In 1934, a team led by Italian scientist Enrico Fermi began bombarding uranium atoms with neutrons, producing much smaller atoms, such as barium, and some neutrons. This process came to be known as nuclear fission.
Fission typically occurs when a neutron and a target nucleus collide. Two nuclei are produced, each with roughly half the mass of the initial target nucleus. Two or three neutrons are produced as well, but the sum of the products’ masses is less than the initial mass; 0.1% of the initial mass is converted to energy, according to the equation E = mc2. The neutrons produced then bombard other target nuclei, creating a chain reaction and producing energy.

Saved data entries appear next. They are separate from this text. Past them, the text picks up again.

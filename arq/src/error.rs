//! Session errors

use arq_io::ChannelError;
use arq_protocol::WindowError;
use std::io;
use thiserror::Error;

/// Errors that end a transfer session
#[derive(Error, Debug)]
pub enum TransferError {
    #[error("Channel error: {0}")]
    Channel(#[from] ChannelError),

    #[error("IO error: {0}")]
    Io(#[from] io::Error),

    #[error("Window error: {0}")]
    Window(#[from] WindowError),

    #[error("Invalid configuration: {0}")]
    Config(String),
}

/// Result alias for session operations
pub type Result<T> = std::result::Result<T, TransferError>;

U-235 and U-238 are the two most commonly occurring isotopes of uranium. U-235 has only a 0.720% natural abundance but is much more efficient in fission reactions. “Uranium enrichment” actually refers to the purification of naturally occurring uranium to remove U-238; 90% U-235 is considered to be weapons-grade. As more U-238 is removed from a sample, the percentage of U-235 present increases exponentially. Harvested U-238 is used to produce Pu-239, another isotope that can fuel warheads.

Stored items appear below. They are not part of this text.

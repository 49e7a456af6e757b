//! Retransmission timer
//!
//! A cancellable, restartable periodic action running on its own thread.
//! Arming sets a deadline; when it passes, the worker runs the fire callback
//! and re-arms for another period. The callback runs while the timer's state
//! lock is held, so [`RetransmitTimer::cancel`] waits for an in-flight firing
//! and no firing takes effect after `cancel` returns.
//!
//! Callers that share other locks with the callback must not hold them while
//! calling into the timer.

use parking_lot::{Condvar, Mutex};
use std::io;
use std::sync::Arc;
use std::thread::{self, JoinHandle};
use std::time::{Duration, Instant};

/// Default retransmission period
pub const DEFAULT_RETRANSMIT_TIMEOUT: Duration = Duration::from_millis(100);

#[derive(Debug, Default)]
struct TimerState {
    deadline: Option<Instant>,
    shutdown: bool,
    fires: u64,
}

#[derive(Debug, Default)]
struct Shared {
    state: Mutex<TimerState>,
    wakeup: Condvar,
}

/// Periodic retransmission timer backed by a worker thread
pub struct RetransmitTimer {
    shared: Arc<Shared>,
    period: Duration,
    worker: Option<JoinHandle<()>>,
}

impl RetransmitTimer {
    /// Spawn a disarmed timer that calls `on_fire` every `period` while armed
    pub fn spawn<F>(name: &str, period: Duration, on_fire: F) -> io::Result<Self>
    where
        F: FnMut() + Send + 'static,
    {
        let shared = Arc::new(Shared::default());
        let worker_shared = Arc::clone(&shared);

        let worker = thread::Builder::new()
            .name(name.to_string())
            .spawn(move || run(&worker_shared, period, on_fire))?;

        Ok(RetransmitTimer {
            shared,
            period,
            worker: Some(worker),
        })
    }

    /// Arm the timer to fire one period from now, replacing any pending deadline
    pub fn start(&self) {
        let mut state = self.shared.state.lock();
        state.deadline = Some(Instant::now() + self.period);
        self.shared.wakeup.notify_one();
    }

    /// Disarm the timer
    ///
    /// Safe to call when already disarmed or never started.
    pub fn cancel(&self) {
        let mut state = self.shared.state.lock();
        if state.deadline.take().is_some() {
            self.shared.wakeup.notify_one();
        }
    }

    /// Whether a deadline is pending
    pub fn is_armed(&self) -> bool {
        self.shared.state.lock().deadline.is_some()
    }

    /// Number of times the callback has run
    pub fn fire_count(&self) -> u64 {
        self.shared.state.lock().fires
    }

    /// Firing period
    pub fn period(&self) -> Duration {
        self.period
    }

    /// Disarm, stop the worker and wait for it to exit
    pub fn shutdown(&mut self) {
        {
            let mut state = self.shared.state.lock();
            state.deadline = None;
            state.shutdown = true;
            self.shared.wakeup.notify_one();
        }

        if let Some(worker) = self.worker.take() {
            if worker.join().is_err() {
                tracing::warn!("retransmit timer worker panicked");
            }
        }
    }
}

impl Drop for RetransmitTimer {
    fn drop(&mut self) {
        self.shutdown();
    }
}

fn run<F: FnMut()>(shared: &Shared, period: Duration, mut on_fire: F) {
    let mut state = shared.state.lock();

    while !state.shutdown {
        match state.deadline {
            None => shared.wakeup.wait(&mut state),
            Some(deadline) if Instant::now() >= deadline => {
                state.fires += 1;
                tracing::trace!(fires = state.fires, "retransmit timer fired");
                on_fire();
                state.deadline = Some(Instant::now() + period);
            }
            Some(deadline) => {
                shared.wakeup.wait_until(&mut state, deadline);
            }
        }
    }
}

Iran’s nuclear program has come under fire in recent years because of the nation’s supposed desire to acquire nuclear weapons. Before February 2010, Iran was enriching uranium to 3.5%, a figure below the 5% most nuclear power plants demand; it began enriching uranium to 20% U-235, however, in February of 2010. Since enrichment speed increases exponentially, going from 0.720% to 20% is much more difficult than going from 20% to 90%, allowing Iran to make the leap to nuclear-grade U-235 in the near future.